[Exercise objective]
Both the line with "fields.insert(EXPIRES_AT.to_string(), expiry_value(expires_at));" and the line with "not be reused." in the records below must appear in the output, along with every line between them, exactly and with nothing added.

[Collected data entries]
++++++
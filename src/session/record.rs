//! Tokens and the persisted session record.

use std::fmt;

use chrono::{DateTime, SecondsFormat, Utc};
use serde::{Deserialize, Serialize};
use serde_json::{Map, Value};

use super::Identity;

/// Key under which a token's expiry is normally stored.
pub const EXPIRES_AT: &str = "expires_at";

/// Older expiry key some services use instead of [`EXPIRES_AT`].
pub const REFRESH_BEFORE: &str = "refresh_before";

/// Credential artifact issued by the token service.
///
/// The service's field map is kept verbatim, including the key the expiry
/// was found under, so the token serializes back exactly as it was issued.
/// Only the expiry is interpreted: it is read from `expires_at`, or from
/// `refresh_before` when `expires_at` is absent.
#[derive(Clone, PartialEq, Serialize, Deserialize)]
#[serde(try_from = "Map<String, Value>", into = "Map<String, Value>")]
pub struct Token {
    expires_at: DateTime<Utc>,
    fields: Map<String, Value>,
}

impl Token {
    /// Create a token holding only an `expires_at` field.
    pub fn new(expires_at: DateTime<Utc>) -> Self {
        let mut fields = Map::new();
        fields.insert(EXPIRES_AT.to_string(), expiry_value(expires_at));
        Self { expires_at, fields }
    }

    /// Attach an opaque field.
    ///
    /// Setting one of the expiry keys to a valid timestamp also moves the
    /// expiry, following the same precedence as deserialization.
    pub fn with_field(mut self, key: impl Into<String>, value: impl Into<Value>) -> Self {
        let key = key.into();
        let touches_expiry = key == EXPIRES_AT || key == REFRESH_BEFORE;
        self.fields.insert(key, value.into());
        if touches_expiry {
            if let Ok(expires_at) = expiry_of(&self.fields) {
                self.expires_at = expires_at;
            }
        }
        self
    }

    /// Instant after which the token must not be reused.
    pub fn expires_at(&self) -> DateTime<Utc> {
        self.expires_at
    }

    /// Every field as issued by the service, expiry included.
    pub fn fields(&self) -> &Map<String, Value> {
        &self.fields
    }

    /// Look up a single field.
    pub fn field(&self, key: &str) -> Option<&Value> {
        self.fields.get(key)
    }

    /// Whether the token may still be used at `now`.
    ///
    /// A token expiring exactly at `now` is already expired.
    pub fn is_valid_at(&self, now: DateTime<Utc>) -> bool {
        self.expires_at > now
    }
}

impl TryFrom<Map<String, Value>> for Token {
    type Error = String;

    fn try_from(fields: Map<String, Value>) -> Result<Self, Self::Error> {
        let expires_at = expiry_of(&fields)?;
        Ok(Self { expires_at, fields })
    }
}

impl From<Token> for Map<String, Value> {
    fn from(token: Token) -> Self {
        token.fields
    }
}

fn expiry_value(expires_at: DateTime<Utc>) -> Value {
    Value::String(expires_at.to_rfc3339_opts(SecondsFormat::AutoSi, true))
}

fn expiry_of(fields: &Map<String, Value>) -> Result<DateTime<Utc>, String> {
    let (key, value) = [EXPIRES_AT, REFRESH_BEFORE]
        .into_iter()
        .find_map(|key| fields.get(key).map(|value| (key, value)))
        .ok_or_else(|| format!("token has no `{}` or `{}` field", EXPIRES_AT, REFRESH_BEFORE))?;

    serde_json::from_value(value.clone()).map_err(|e| format!("invalid `{}`: {}", key, e))
}

impl fmt::Debug for Token {
    fn fmt(&self, f: &mut fmt::Formatter<'_>) -> fmt::Result {
        f.debug_struct("Token")
            .field("expires_at", &self.expires_at)
            .field("fields", &self.fields.keys().collect::<Vec<_>>())
            .finish()
    }
}

/// A stored pairing of identity and token.
#[derive(Debug, Clone, PartialEq, Serialize, Deserialize)]
pub struct SessionRecord {
    pub identity: Identity,
    pub token: Token,
}

impl SessionRecord {
    pub fn new(identity: Identity, token: Token) -> Self {
        Self { identity, token }
    }

    /// Shorthand for `self.token.is_valid_at(now)`.
    pub fn is_valid_at(&self, now: DateTime<Utc>) -> bool {
        self.token.is_valid_at(now)
    }
}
++++++
[Written answer]
        fields.insert(EXPIRES_AT.to_string(), expiry_value(expires_at));
        Self { expires_at, fields }
    }

    /// Attach an opaque field.
    ///
    /// Setting one of the expiry keys to a valid timestamp also moves the
    /// expiry, following the same precedence as deserialization.
    pub fn with_field(mut self, key: impl Into<String>, value: impl Into<Value>) -> Self {
        let key = key.into();
        let touches_expiry = key == EXPIRES_AT || key == REFRESH_BEFORE;
        self.fields.insert(key, value.into());
        if touches_expiry {
            if let Ok(expires_at) = expiry_of(&self.fields) {
                self.expires_at = expires_at;
            }
        }
        self
    }

    /// Instant after which the token must not be reused.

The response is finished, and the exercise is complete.